(Collected data entries)
- - - -

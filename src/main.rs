use clap::Parser;
use img_reexport::cli::{Args, Commands};
use img_reexport::error::Result;
use img_reexport::reexport::{preview, reexport};
use img_reexport::utils::{format_size, read_paths_from_file};
use img_reexport::{error, info, logger, warn};
use std::path::PathBuf;

fn main() {
    let args = Args::parse();
    logger::set_quiet_mode(args.quiet);
    logger::set_verbose_mode(args.verbose);

    let result = match args.command {
        Commands::Run {
            paths,
            list,
            base_path,
            compress_level,
        } => run_batch(paths, list, &base_path, compress_level),
        Commands::Preview {
            paths,
            list,
            base_path,
        } => run_preview(paths, list, &base_path),
    };

    if let Err(e) = result {
        error!("{}", e);
        std::process::exit(1);
    }
}

fn gather_paths(mut paths: Vec<String>, list: Option<PathBuf>) -> Result<Vec<String>> {
    if let Some(list_path) = list {
        paths.extend(read_paths_from_file(&list_path)?);
    }
    Ok(paths)
}

fn run_batch(
    paths: Vec<String>,
    list: Option<PathBuf>,
    base_path: &str,
    compress_level: u8,
) -> Result<()> {
    let paths = gather_paths(paths, list)?;
    if paths.is_empty() {
        warn!("No image paths given. Pass paths as arguments or use --list.");
        return Ok(());
    }

    info!("🚀 Re-exporting {} entries in place...", paths.len());
    let report = reexport(base_path, &paths, compress_level)?;
    report.print_summary();
    Ok(())
}

fn run_preview(paths: Vec<String>, list: Option<PathBuf>, base_path: &str) -> Result<()> {
    let paths = gather_paths(paths, list)?;
    if paths.is_empty() {
        warn!("No image paths given. Pass paths as arguments or use --list.");
        return Ok(());
    }

    let entries = preview(base_path, &paths);
    info!("{:<20} {:>10}  path", "status", "size");
    for entry in &entries {
        info!(
            "{:<20} {:>10}  {}",
            entry.status.to_string(),
            format_size(entry.size),
            entry.path.display()
        );
    }
    Ok(())
}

- - - -

Please give all the entries above again, exactly as they stand.

* _Task result_:
filename src/main.rs
use clap::Parser;
use img_reexport::cli::{Args, Commands};
use img_reexport::error::Result;
use img_reexport::reexport::{preview, reexport};
use img_reexport::utils::{format_size, read_paths_from_file};
use img_reexport::{error, info, logger, warn};
use std::path::PathBuf;

fn main() {
    let args = Args::parse();
    logger::set_quiet_mode(args.quiet);
    logger::set_verbose_mode(args.verbose);

    let result = match args.command {
        Commands::Run {
            paths,
            list,
            base_path,
            compress_level,
        } => run_batch(paths, list, &base_path, compress_level),
        Commands::Preview {
            paths,
            list,
            base_path,
        } => run_preview(paths, list, &base_path),
    };

    if let Err(e) = result {
        error!("{}", e);
        std::process::exit(1);
    }
}

fn gather_paths(mut paths: Vec<String>, list: Option<PathBuf>) -> Result<Vec<String>> {
    if let Some(list_path) = list {
        paths.extend(read_paths_from_file(&list_path)?);
    }
    Ok(paths)
}

fn run_batch(
    paths: Vec<String>,
    list: Option<PathBuf>,
    base_path: &str,
    compress_level: u8,
) -> Result<()> {
    let paths = gather_paths(paths, list)?;
    if paths.is_empty() {
        warn!("No image paths given. Pass paths as arguments or use --list.");
        return Ok(());
    }

    info!("🚀 Re-exporting {} entries in place...", paths.len());
    let report = reexport(base_path, &paths, compress_level)?;
    report.print_summary();
    Ok(())
}

fn run_preview(paths: Vec<String>, list: Option<PathBuf>, base_path: &str) -> Result<()> {
    let paths = gather_paths(paths, list)?;
    if paths.is_empty() {
        warn!("No image paths given. Pass paths as arguments or use --list.");
        return Ok(());
    }

    let entries = preview(base_path, &paths);
    info!("{:<20} {:>10}  path", "status", "size");
    for entry in &entries {
        info!(
            "{:<20} {:>10}  {}",
            entry.status.to_string(),
            format_size(entry.size),
            entry.path.display()
        );
    }
    Ok(())
}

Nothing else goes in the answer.